For a devout music fan weaned on what’s now called classic rock, the ’80s were miserable. Sure, we had U2 — they alone helped ease the pain of hair metal and synthpop. But from an audiophile’s perspective, for someone who thinks sound is as important as structure, the era made for painful listening.
Why? Because most music recorded in the ’80s — for all its supposed ambition and technical innovation — sounds more dated, more processed and more fake today than the music of the ’60s and ’70s, including disco. Line up Abbey Road or Dark Side of the Moon next to anything by Duran Duran or Human League and the point is made.
What hurt ’80s music most was the rush to digital sounds. Musicians grabbed every gizmo they could find — synthesizers, drum machines, vocal effects, digital guitar processors — and abandoned their lovely analog gear. When Phil Collins’ engineer figured out how to use a noise gate to make his drums sound as big as a 747, everyone copied. Songs now revolved not around good lyrics or melodies but the sounds of these machines. It all had a big wow factor, but it lacked one important quality:
None of it was timeless.
Oh, people thought it was. That’s what it feels like in the midst of every movement. “This will last forever.” Well …
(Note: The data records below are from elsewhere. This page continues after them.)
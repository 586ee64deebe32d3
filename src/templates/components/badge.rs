use crate::board::BoardStatus;
use maud::{html, Markup};

/// Pill badge reflecting data availability. Each status gets its own color
/// treatment; None is the red "something is wrong" state.
pub fn status_badge(status: BoardStatus) -> Markup {
    let (color, background) = match status {
        BoardStatus::Live => ("#166534", "#dcfce7"),
        BoardStatus::Partial => ("#1e40af", "#dbeafe"),
        BoardStatus::Sample => ("#92400e", "#fef3c7"),
        BoardStatus::None => ("#991b1b", "#fee2e2"),
    };

    html! {
        span
            class="status-badge"
            style=(format!(
                "display: inline-flex; align-items: center; padding: 4px 12px; \
                 border-radius: 9999px; font-size: 0.875rem; font-weight: 500; \
                 color: {color}; background-color: {background};"
            ))
        {
            (status.label())
        }
    }
}
use crate::board::{
    format_currency, format_percent, format_timestamp, parse_timestamp, source_label, Category,
    RateBoard, EM_DASH,
};
use crate::provider::Offer;
use crate::templates::{page_layout, status_badge};
use maud::{html, Markup};

const ASSUMPTIONS: &str =
    "Assumptions: $600,000 loan, 80% LTV, 760 FICO, 30-day lock, owner-occupied.";

pub fn rates_page(board: &RateBoard) -> Markup {
    page_layout(
        "Mortgage Rates",
        html! {
            main class="container" {
                div class="page-head" {
                    h1 { "Mortgage Rates" }
                    (status_badge(board.status))
                }

                p class="summary" {
                    @match board.stats.last_run_at {
                        Some(ts) => { "As of " (format_timestamp(ts)) " ET" }
                        None => { "Latest available run" }
                    }
                    " — "
                    (board.stats.distinct_lenders) " lenders, "
                    (board.stats.total_offers) " offers. "
                    (ASSUMPTIONS)
                }

                @for (category, offers) in &board.groups {
                    (category_table(*category, offers))
                }

                div class="disclaimer" {
                    p {
                        "Disclaimer: Rates shown are for informational purposes only and may \
                         vary based on loan details, property type, location, and lender \
                         underwriting. Confirm with the lender before making decisions."
                    }
                    p {
                        "Data is aggregated from publicly available lender sources. We do not \
                         guarantee accuracy and availability."
                    }
                }
            }
        },
    )
}

pub fn category_table(category: Category, offers: &[Offer]) -> Markup {
    html! {
        section class="category" {
            h2 { (category) }
            table {
                thead {
                    tr {
                        th { "Lender" }
                        th { "Source" }
                        th { "Rate" }
                        th { "APR" }
                        th { "Points" }
                        th { "Fees" }
                        th { "Updated" }
                    }
                }
                tbody {
                    @for offer in offers {
                        tr {
                            td { (offer.lender_name) }
                            td { (source_label(offer)) }
                            td { (format_percent(offer.rate)) }
                            td { (format_percent(offer.apr)) }
                            td {
                                @match offer.points {
                                    Some(p) => { (p) }
                                    None => { (EM_DASH) }
                                }
                            }
                            td { (format_currency(offer.lender_fees)) }
                            td {
                                @match parse_timestamp(&offer.updated_at) {
                                    Some(ts) => { (format_timestamp(ts)) }
                                    None => { (EM_DASH) }
                                }
                            }
                        }
                    }
                    @if offers.is_empty() {
                        tr {
                            td colspan="7" class="empty" { "No rates available yet." }
                        }
                    }
                }
            }
        }
    }
}
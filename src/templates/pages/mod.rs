pub mod rates;

pub use rates::rates_page;
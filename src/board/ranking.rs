use crate::board::Category;
use crate::provider::Offer;

/// Offers shown per category table.
pub const MAX_PER_CATEGORY: usize = 10;

/// Offers missing APR or rate sort after everything real.
const MISSING_SENTINEL: f64 = 999.0;

/// Bucket offers into the given categories, best quotes first.
///
/// Per category: exact string match on `category`, ascending sort by
/// (APR, rate) with missing values treated as the sentinel, then truncate
/// to the top `MAX_PER_CATEGORY`. Every requested category appears in the
/// output. An empty vec means the page renders a "no data" row instead of
/// dropping the table.
pub fn group_and_rank(offers: &[Offer], categories: &[Category]) -> Vec<(Category, Vec<Offer>)> {
    categories
        .iter()
        .map(|&cat| {
            let mut matched: Vec<Offer> = offers
                .iter()
                .filter(|o| o.category == cat.as_str())
                .cloned()
                .collect();

            matched.sort_by(|a, b| {
                let apr = sort_value(a.apr).total_cmp(&sort_value(b.apr));
                apr.then(sort_value(a.rate).total_cmp(&sort_value(b.rate)))
            });
            matched.truncate(MAX_PER_CATEGORY);

            (cat, matched)
        })
        .collect()
}

fn sort_value(v: Option<f64>) -> f64 {
    v.unwrap_or(MISSING_SENTINEL)
}

#[cfg(test)]
mod tests {
    use super::*;

    fn offer(lender: &str, category: &str, rate: Option<f64>, apr: Option<f64>) -> Offer {
        Offer {
            lender_name: lender.to_string(),
            category: category.to_string(),
            rate,
            apr,
            updated_at: "2024-06-01T15:30:00+00:00".to_string(),
            ..Default::default()
        }
    }

    #[test]
    fn sorts_by_apr_then_rate() {
        let offers = vec![
            offer("C", "30Y fixed", Some(6.500), Some(6.700)),
            offer("A", "30Y fixed", Some(6.125), Some(6.300)),
            offer("B", "30Y fixed", Some(6.250), Some(6.300)),
        ];

        let groups = group_and_rank(&offers, &[Category::ThirtyYearFixed]);
        let ranked = &groups[0].1;
        let order: Vec<&str> = ranked.iter().map(|o| o.lender_name.as_str()).collect();
        assert_eq!(order, vec!["A", "B", "C"]);
    }

    #[test]
    fn missing_apr_and_rate_sort_last() {
        let offers = vec![
            offer("No APR", "30Y fixed", Some(5.000), None),
            offer("Complete", "30Y fixed", Some(6.500), Some(6.700)),
            offer("Nothing", "30Y fixed", None, None),
        ];

        let groups = group_and_rank(&offers, &[Category::ThirtyYearFixed]);
        let order: Vec<&str> = groups[0].1.iter().map(|o| o.lender_name.as_str()).collect();
        // "No APR" still has a rate, so it beats the fully-blank row.
        assert_eq!(order, vec!["Complete", "No APR", "Nothing"]);
    }

    #[test]
    fn truncates_to_top_ten() {
        let offers: Vec<Offer> = (0..25)
            .map(|i| {
                offer(
                    &format!("Lender {i}"),
                    "30Y fixed",
                    Some(6.0 + i as f64 * 0.01),
                    Some(6.2 + i as f64 * 0.01),
                )
            })
            .collect();

        let groups = group_and_rank(&offers, &[Category::ThirtyYearFixed]);
        assert_eq!(groups[0].1.len(), MAX_PER_CATEGORY);
        // Lowest APRs survive the cut.
        assert_eq!(groups[0].1[0].lender_name, "Lender 0");
        assert_eq!(groups[0].1[9].lender_name, "Lender 9");
    }

    #[test]
    fn every_category_appears_even_when_empty() {
        let offers = vec![offer("DCU", "30Y fixed", Some(6.125), Some(6.300))];

        let groups = group_and_rank(&offers, &Category::ALL);
        assert_eq!(groups.len(), Category::ALL.len());

        let (cat_30y, rows_30y) = &groups[0];
        assert_eq!(*cat_30y, Category::ThirtyYearFixed);
        assert_eq!(rows_30y.len(), 1);

        for (cat, rows) in &groups[1..] {
            assert!(rows.is_empty(), "expected no offers for {cat}");
        }
    }

    #[test]
    fn category_match_is_exact() {
        let offers = vec![offer("DCU", "30y FIXED", Some(6.125), Some(6.300))];
        let groups = group_and_rank(&offers, &[Category::ThirtyYearFixed]);
        assert!(groups[0].1.is_empty());
    }

    #[test]
    fn output_is_non_decreasing_by_apr_then_rate() {
        let offers = vec![
            offer("A", "15Y fixed", Some(5.500), None),
            offer("B", "15Y fixed", None, Some(5.600)),
            offer("C", "15Y fixed", Some(5.400), Some(5.600)),
            offer("D", "15Y fixed", None, None),
        ];

        let groups = group_and_rank(&offers, &[Category::FifteenYearFixed]);
        let keys: Vec<(f64, f64)> = groups[0]
            .1
            .iter()
            .map(|o| (sort_value(o.apr), sort_value(o.rate)))
            .collect();
        assert!(keys.windows(2).all(|w| w[0] <= w[1]));
    }
}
In 1991, the music of the 1980s officially died. That’s when Nirvana released Nevermind and Pearl Jam exploded with Ten, both featuring a sound that was entirely a return to all that the ’80s had abandoned — authentic instruments without a lot of gimmicks. Video may have killed the radio star, but it couldn’t kill what was timeless.
As a journalist who loves technology, I wonder whether we’ll look back in 20 years and have a similar take on this first decade of the 2000′s. The Twittersphere is filled daily with reports of new apps, new sites, new data visualizations. People Tweet every other sentence from conferences where digital gurus explain where the news business is heading, maybe. Having gorged on print profits far too long, we news types are running towards all things digital hoping for a cure for our indigestion.
A lot of it is interesting, some certainly carries the wow-factor, and some of it is going to be truly useful. But how much of it will last? How much is timeless? How can we even tell?
In the ’80s, pop music became all about the technology and very little about the song. In journalism, we don’t have songs; we have stories.
In music, a great song is timeless. In journalism, a great story is.
In music, the song transcends the instrument — it sounds great on guitar or piano or both. In journalism, the story transcends the medium — you can tell it with photo, graphic, app, text or all.
But an instrument without a song is nothing. So is a medium without a story.
I love apps. I love data. I love visualizations. But unless these toys of ours deliver a great story — one that moves me like the best, most authentic music — they’ll have all the lasting impact of Wang Chung.